Collected data:
==*==

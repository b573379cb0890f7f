//! Shared test helpers for `avax-client-core` unit tests.
//!
//! [`FakeRequester`] stands in for a node: it returns scripted outcomes per
//! method and records every call it receives, so service-client tests can
//! assert on both the decoded reply and the params that went out.

use std::collections::{HashMap, VecDeque};
use std::fmt::Debug;
use std::sync::Mutex;
use std::time::Duration;

use async_trait::async_trait;
use serde::de::DeserializeOwned;
use serde::Serialize;

use crate::error::RpcError;
use crate::rpc::EndpointRequester;

#[derive(Clone)]
enum Outcome {
    Reply(serde_json::Value),
    Remote { code: i64, message: String },
    Timeout,
}

impl Outcome {
    fn into_result(self) -> Result<serde_json::Value, RpcError> {
        match self {
            Outcome::Reply(value) => Ok(value),
            Outcome::Remote { code, message } => Err(RpcError::Remote { code, message }),
            Outcome::Timeout => Err(RpcError::Timeout(Duration::from_millis(1))),
        }
    }
}

/// Scripted in-memory requester.
///
/// Outcomes queued for a method are served in order; the last one repeats
/// for every later call. Methods with no script fail with a remote
/// "method not found" error.
#[derive(Default)]
pub struct FakeRequester {
    scripts: Mutex<HashMap<String, VecDeque<Outcome>>>,
    calls: Mutex<Vec<(String, serde_json::Value)>>,
}

impl FakeRequester {
    pub fn new() -> Self {
        Self::default()
    }

    pub fn with_reply(self, method: &str, reply: serde_json::Value) -> Self {
        self.push(method, Outcome::Reply(reply))
    }

    pub fn with_remote_error(self, method: &str, code: i64, message: &str) -> Self {
        self.push(
            method,
            Outcome::Remote {
                code,
                message: message.to_owned(),
            },
        )
    }

    pub fn with_timeout(self, method: &str) -> Self {
        self.push(method, Outcome::Timeout)
    }

    /// Every `(method, params)` pair received so far, in call order.
    pub fn calls(&self) -> Vec<(String, serde_json::Value)> {
        self.calls.lock().expect("calls lock poisoned").clone()
    }

    fn push(self, method: &str, outcome: Outcome) -> Self {
        self.scripts
            .lock()
            .expect("scripts lock poisoned")
            .entry(method.to_owned())
            .or_default()
            .push_back(outcome);
        self
    }
}

#[async_trait]
impl EndpointRequester for FakeRequester {
    async fn send_value(
        &self,
        method: &str,
        params: serde_json::Value,
    ) -> Result<serde_json::Value, RpcError> {
        self.calls
            .lock()
            .expect("calls lock poisoned")
            .push((method.to_owned(), params));

        let mut scripts = self.scripts.lock().expect("scripts lock poisoned");
        let outcome = match scripts.get_mut(method) {
            Some(queue) if queue.len() > 1 => queue.pop_front(),
            Some(queue) => queue.front().cloned(),
            None => None,
        };
        outcome
            .map(Outcome::into_result)
            .unwrap_or_else(|| {
                Err(RpcError::Remote {
                    code: -32601,
                    message: format!("method not found: {method}"),
                })
            })
    }
}

/// Encode `value` to JSON, decode it back and require an identical value.
pub fn assert_round_trip<T>(value: &T)
where
    T: Serialize + DeserializeOwned + PartialEq + Debug,
{
    let encoded = serde_json::to_value(value).expect("must encode");
    let decoded: T = serde_json::from_value(encoded.clone())
        .unwrap_or_else(|e| panic!("must decode {encoded}: {e}"));
    assert_eq!(&decoded, value);
}
pub mod api;
pub mod avm;
pub mod error;
pub mod formatting;
pub mod health;
pub mod ids;
pub mod info;
pub mod json;
pub mod rpc;
#[cfg(test)]
mod test_util;

pub use avm::AvmClient;
pub use error::{CoreError, RpcError};
pub use health::HealthClient;
pub use ids::{Id, Status};
pub use info::InfoClient;
pub use rpc::{EndpointRequester, EndpointRequesterExt, HttpEndpointRequester, RequesterConfig};
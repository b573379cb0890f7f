//! Text encodings used for byte payloads on the wire.
//!
//! Transactions, UTXOs and NFT payloads travel as `0x`-prefixed hex with a
//! four byte checksum appended (the last four bytes of the payload's
//! SHA-256). Identifiers use the same checksum under base58 (see
//! [`crate::ids`]).

use serde::{Deserialize, Serialize};
use sha2::{Digest, Sha256};

use crate::error::CoreError;

pub const CHECKSUM_LEN: usize = 4;

const HEX_PREFIX: &str = "0x";

/// Encoding selector sent alongside byte payloads.
#[derive(Debug, Clone, Copy, PartialEq, Eq, Default, Serialize, Deserialize)]
#[serde(rename_all = "lowercase")]
pub enum Encoding {
    #[default]
    Hex,
    Cb58,
}

/// Last [`CHECKSUM_LEN`] bytes of the SHA-256 digest of `bytes`.
pub fn checksum(bytes: &[u8]) -> [u8; CHECKSUM_LEN] {
    let digest = Sha256::digest(bytes);
    let mut out = [0u8; CHECKSUM_LEN];
    out.copy_from_slice(&digest[digest.len() - CHECKSUM_LEN..]);
    out
}

/// Append the checksum to `bytes`.
pub(crate) fn with_checksum(bytes: &[u8]) -> Vec<u8> {
    let mut checked = Vec::with_capacity(bytes.len() + CHECKSUM_LEN);
    checked.extend_from_slice(bytes);
    checked.extend_from_slice(&checksum(bytes));
    checked
}

/// Split a checksummed buffer and verify its trailing checksum.
pub(crate) fn strip_checksum(checked: &[u8]) -> Result<&[u8], CoreError> {
    if checked.len() < CHECKSUM_LEN {
        return Err(CoreError::InvalidData(format!(
            "encoded payload is {} bytes, shorter than its {CHECKSUM_LEN} byte checksum",
            checked.len()
        )));
    }
    let (payload, sum) = checked.split_at(checked.len() - CHECKSUM_LEN);
    if checksum(payload) != sum {
        return Err(CoreError::InvalidData("checksum mismatch".to_owned()));
    }
    Ok(payload)
}

/// Encode bytes as `0x`-prefixed checksummed hex.
pub fn encode_hex(bytes: &[u8]) -> String {
    format!("{HEX_PREFIX}{}", hex::encode(with_checksum(bytes)))
}

/// Decode `0x`-prefixed checksummed hex back into the raw payload.
pub fn decode_hex(s: &str) -> Result<Vec<u8>, CoreError> {
    let digits = s.strip_prefix(HEX_PREFIX).ok_or_else(|| {
        CoreError::InvalidData(format!("hex payload must start with `{HEX_PREFIX}`"))
    })?;
    let checked =
        hex::decode(digits).map_err(|e| CoreError::InvalidData(format!("invalid hex: {e}")))?;
    Ok(strip_checksum(&checked)?.to_vec())
}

==*==

Directions for this task:
Reproduce every line above containing "impl".

Answer to the problem:
impl Outcome {
impl FakeRequester {
impl EndpointRequester for FakeRequester {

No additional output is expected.